By our mid-50s, most of us can’t reasonably count on significant salary increases or promotions – and the closer we get to 65 the higher our chances of retiring early, whether by choice or by circumstance.

That makes starting today all the more powerful. 

 Carpe Diem! Use your tax breaks

 If you have a workplace retirement plan or a tax-deductible IRA (not a Roth IRA), you get extra tax breaks for saving in your 50s.

  • For 401(k) plans: You can contribute an extra $6,000 over the $18,000 limit – for a total of $24,000 in tax-deductible savings
  • For 403(b) plans: On top of the extra $6,000 you can save in your 50s, you can also contribute an extra $3,000 after 15 years of service.
  • SIMPLE IRA or 401(k) plans: You can make an extra $3,000 in contributions over the $12,500 limit.
  • Traditional IRA accounts: You can make an extra $1,000 contribution over the $6,000 limit.

In other words, if you have both a workplace 401(k) plan and an IRA, you can make an extra $7,000 in tax-deductible contributions, provided you meet IRS income requirements.

 Even if you can’t contribute enough to get the full tax benefit, increasing your savings in this decade is generally a good idea.

How much should I save?

As with most things in personal finance, there’s no simple answer to the question of how much you should be saving.5- Don't Forget to Max Contributions In Your 50s Info Image

But think about this: as a retiree, you’re not just trying to get through your first 5 years. You’re looking at years or decades of relying on the financial foundation you’ve worked to build. The bigger that foundation, the more likely you are to have the retirement of your dreams.

Consider the math:

Let’s say you’re 50 years old and you’ve worked up to saving $15,000 every year. Today, your portfolio is worth $300,000 and it’s growing at an average of 7% per year.

What happens in the next 15 years?

  • Let’s say you get complacent and stop saving altogether. Your savings will continue to grow, and that’s to the power of compound interest you’re expected savings will be $827,000 at age 65.
  • If you continue to save at the same rate, you’ll be on course to amass $1.2 million by the time you retire (that’s the power of compound interest for you). Wow!
  • What if you find a way to increase your savings by a whopping $6,000 to take advantage of the extra tax break? In this case, you’ll be on track for $1.35 million at age 65. That’s an extra $150,775 earned on $90,000 worth of contributions!

Of course, this is a very simple example with a lot of assumptions: in reality, you’ll also be dealing with investment decisions, personal financial planning questions, taxes, and market cycles, which can all impact your returns.

But this example does demonstrate the incredible power of maximizing your savings: between your efforts and the effects of compounding, you can get much further by making a strong effort today, when your potential earnings are the highest and your time to retirement is growing narrower by the day.

Let’s get started!  

 No matter how big or how small the action you take is, recognize how important this time is to your future financial health.

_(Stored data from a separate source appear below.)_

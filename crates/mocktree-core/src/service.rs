//! Tree service facade
//!
//! Ties parsing, resolution and projection together over one immutable
//! snapshot. Each call is a pure function of (snapshot, path, config).

use crate::config::TreeConfig;
use crate::error::Result;
use crate::path::TreePath;
use crate::resolve::NodeResolver;
use crate::source::Snapshot;
use crate::view::{ViewMode, ViewProjector};
use serde_json::Value;
use std::sync::Arc;
use tracing::debug;

#[derive(Debug, Clone)]
pub struct TreeService {
    config: Arc<TreeConfig>,
    snapshot: Snapshot,
}

impl TreeService {
    pub fn new(config: Arc<TreeConfig>, snapshot: Snapshot) -> Self {
        Self { config, snapshot }
    }

    /// Load the configured data source once and wrap it
    pub fn from_config(config: TreeConfig) -> Result<Self> {
        let snapshot = config.source.load(&config.children_field)?;
        Ok(Self::new(Arc::new(config), snapshot))
    }

    pub fn config(&self) -> &TreeConfig {
        &self.config
    }

    pub fn snapshot(&self) -> &Snapshot {
        &self.snapshot
    }

    /// Route prefix a view is served under
    pub fn prefix(&self, mode: ViewMode) -> &str {
        match mode {
            ViewMode::Element => &self.config.node_path,
            ViewMode::Collection => &self.config.children_path,
        }
    }

    /// Element view for a raw request path under the node prefix
    pub fn element(&self, raw_path: &str) -> Result<Value> {
        self.view(ViewMode::Element, raw_path)
    }

    /// Collection view for a raw request path under the children prefix
    pub fn collection(&self, raw_path: &str) -> Result<Value> {
        self.view(ViewMode::Collection, raw_path)
    }

    pub fn view(&self, mode: ViewMode, raw_path: &str) -> Result<Value> {
        let path = TreePath::parse(raw_path, self.prefix(mode));
        self.view_path(mode, &path)
    }

    /// Resolve an already-parsed path and project it
    pub fn view_path(&self, mode: ViewMode, path: &TreePath) -> Result<Value> {
        let node = NodeResolver::new(&self.config, &self.snapshot).resolve(path)?;
        debug!("Resolved {} view at {}", mode.as_str(), path);
        Ok(ViewProjector::new(&self.config).project(mode, node, path))
    }
}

So get started today: find out more about what you can do to maximize your chances of living the retirement of your dreams by downloading our free guide to financial planning in your 50s. Learn about key financial priorities, retirement risks, and how to make goals that align with your retirement dreams – at no cost!

Download our free guide today and get started on a path to a more robust financial future.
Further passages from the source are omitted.